Data shown:

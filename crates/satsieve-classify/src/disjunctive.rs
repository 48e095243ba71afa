//! Disjunctive compaction: resolve many candidates per solver call.
//!
//! Each round asserts the disjunction of all pending candidates on top
//! of the precondition. An UNSAT answer proves every pending candidate
//! unsatisfiable at once; a SAT answer yields a model that witnesses at
//! least one pending candidate, so the pending set strictly shrinks on
//! every round and the loop runs at most `candidates.len()` rounds.

use satsieve_smt::model::Model;
use satsieve_smt::solver::{SatResult, SmtSolver};
use satsieve_smt::sorts::SmtSort;
use satsieve_smt::terms::SmtTerm;
use tracing::{debug, info, warn};

use crate::session::{seed_session, with_scope};
use crate::verdict::{unresolved_indices, Verdict};

/// Disjunctive compaction over throwaway sessions.
///
/// Every round re-seeds the session from scratch (reset, declarations,
/// precondition) before asserting the round's disjunction; the session
/// is reset again before returning.
pub fn classify_disjunctive<S: SmtSolver>(
    solver: &mut S,
    decls: &[(String, SmtSort)],
    precondition: &SmtTerm,
    candidates: &[SmtTerm],
) -> Result<Vec<Verdict>, S::Error> {
    let mut verdicts = vec![Verdict::Unknown; candidates.len()];
    if candidates.is_empty() {
        return Ok(verdicts);
    }

    let var_refs: Vec<(&str, &SmtSort)> = decls.iter().map(|(n, s)| (n.as_str(), s)).collect();
    let mut round = 0usize;
    loop {
        let unresolved = unresolved_indices(&verdicts);
        if unresolved.is_empty() {
            break;
        }
        round += 1;
        seed_session(solver, decls, precondition)?;
        solver.assert(&disjunction_of(candidates, &unresolved))?;
        let (result, model) = solver.check_sat_with_model(&var_refs)?;
        if !apply_round(&mut verdicts, candidates, &unresolved, result, model, round) {
            break;
        }
    }
    solver.reset()?;
    info!(
        candidates = candidates.len(),
        rounds = round,
        unresolved = verdicts.iter().filter(|v| v.is_unknown()).count(),
        "disjunctive classification finished"
    );
    Ok(verdicts)
}

/// Disjunctive compaction over one long-lived session.
///
/// The precondition is asserted once; each round's disjunction lives in
/// its own push/pop scope, so the solver keeps learned clauses across
/// rounds and ends the call back at the precondition-only base.
pub fn classify_disjunctive_incremental<S: SmtSolver>(
    solver: &mut S,
    decls: &[(String, SmtSort)],
    precondition: &SmtTerm,
    candidates: &[SmtTerm],
) -> Result<Vec<Verdict>, S::Error> {
    let mut verdicts = vec![Verdict::Unknown; candidates.len()];
    if candidates.is_empty() {
        return Ok(verdicts);
    }

    let var_refs: Vec<(&str, &SmtSort)> = decls.iter().map(|(n, s)| (n.as_str(), s)).collect();
    seed_session(solver, decls, precondition)?;

    let mut round = 0usize;
    loop {
        let unresolved = unresolved_indices(&verdicts);
        if unresolved.is_empty() {
            break;
        }
        round += 1;
        let disjunction = disjunction_of(candidates, &unresolved);
        let (result, model) = with_scope(solver, |s| {
            s.assert(&disjunction)?;
            s.check_sat_with_model(&var_refs)
        })?;
        if !apply_round(&mut verdicts, candidates, &unresolved, result, model, round) {
            break;
        }
    }
    info!(
        candidates = candidates.len(),
        rounds = round,
        unresolved = verdicts.iter().filter(|v| v.is_unknown()).count(),
        "incremental disjunctive classification finished"
    );
    Ok(verdicts)
}

fn disjunction_of(candidates: &[SmtTerm], indices: &[usize]) -> SmtTerm {
    SmtTerm::or(indices.iter().map(|&i| candidates[i].clone()).collect())
}

/// Fold one round's outcome into the verdicts. Returns whether another
/// round can still make progress.
fn apply_round(
    verdicts: &mut [Verdict],
    candidates: &[SmtTerm],
    unresolved: &[usize],
    result: SatResult,
    model: Option<Model>,
    round: usize,
) -> bool {
    match result {
        SatResult::Unsat => {
            // The precondition cannot force any pending candidate true,
            // so all of them are unsatisfiable under it.
            for &i in unresolved {
                verdicts[i] = Verdict::Unsat;
            }
            debug!(round, resolved = unresolved.len(), "disjunction unsatisfiable");
            false
        }
        SatResult::Sat => {
            let Some(model) = model else {
                warn!(round, "solver returned SAT without a model");
                return false;
            };
            let mut flipped = 0usize;
            for &i in unresolved {
                if model.eval_bool(&candidates[i]) == Some(true) {
                    verdicts[i] = Verdict::Sat;
                    flipped += 1;
                }
            }
            debug!(round, flipped, "witness model applied");
            if flipped == 0 {
                // The model witnesses the disjunction, so this only
                // happens when the backend's model and our evaluator
                // disagree; stopping keeps the loop progress-bounded.
                warn!(round, "witness satisfied no pending candidate");
            }
            flipped > 0
        }
        SatResult::Unknown(reason) => {
            debug!(round, %reason, "solver gave up");
            false
        }
    }
}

Assignment: When a line in the listing has the string "true" in it, return that line.

Output of the exercise:
            // The precondition cannot force any pending candidate true,
                if model.eval_bool(&candidates[i]) == Some(true) {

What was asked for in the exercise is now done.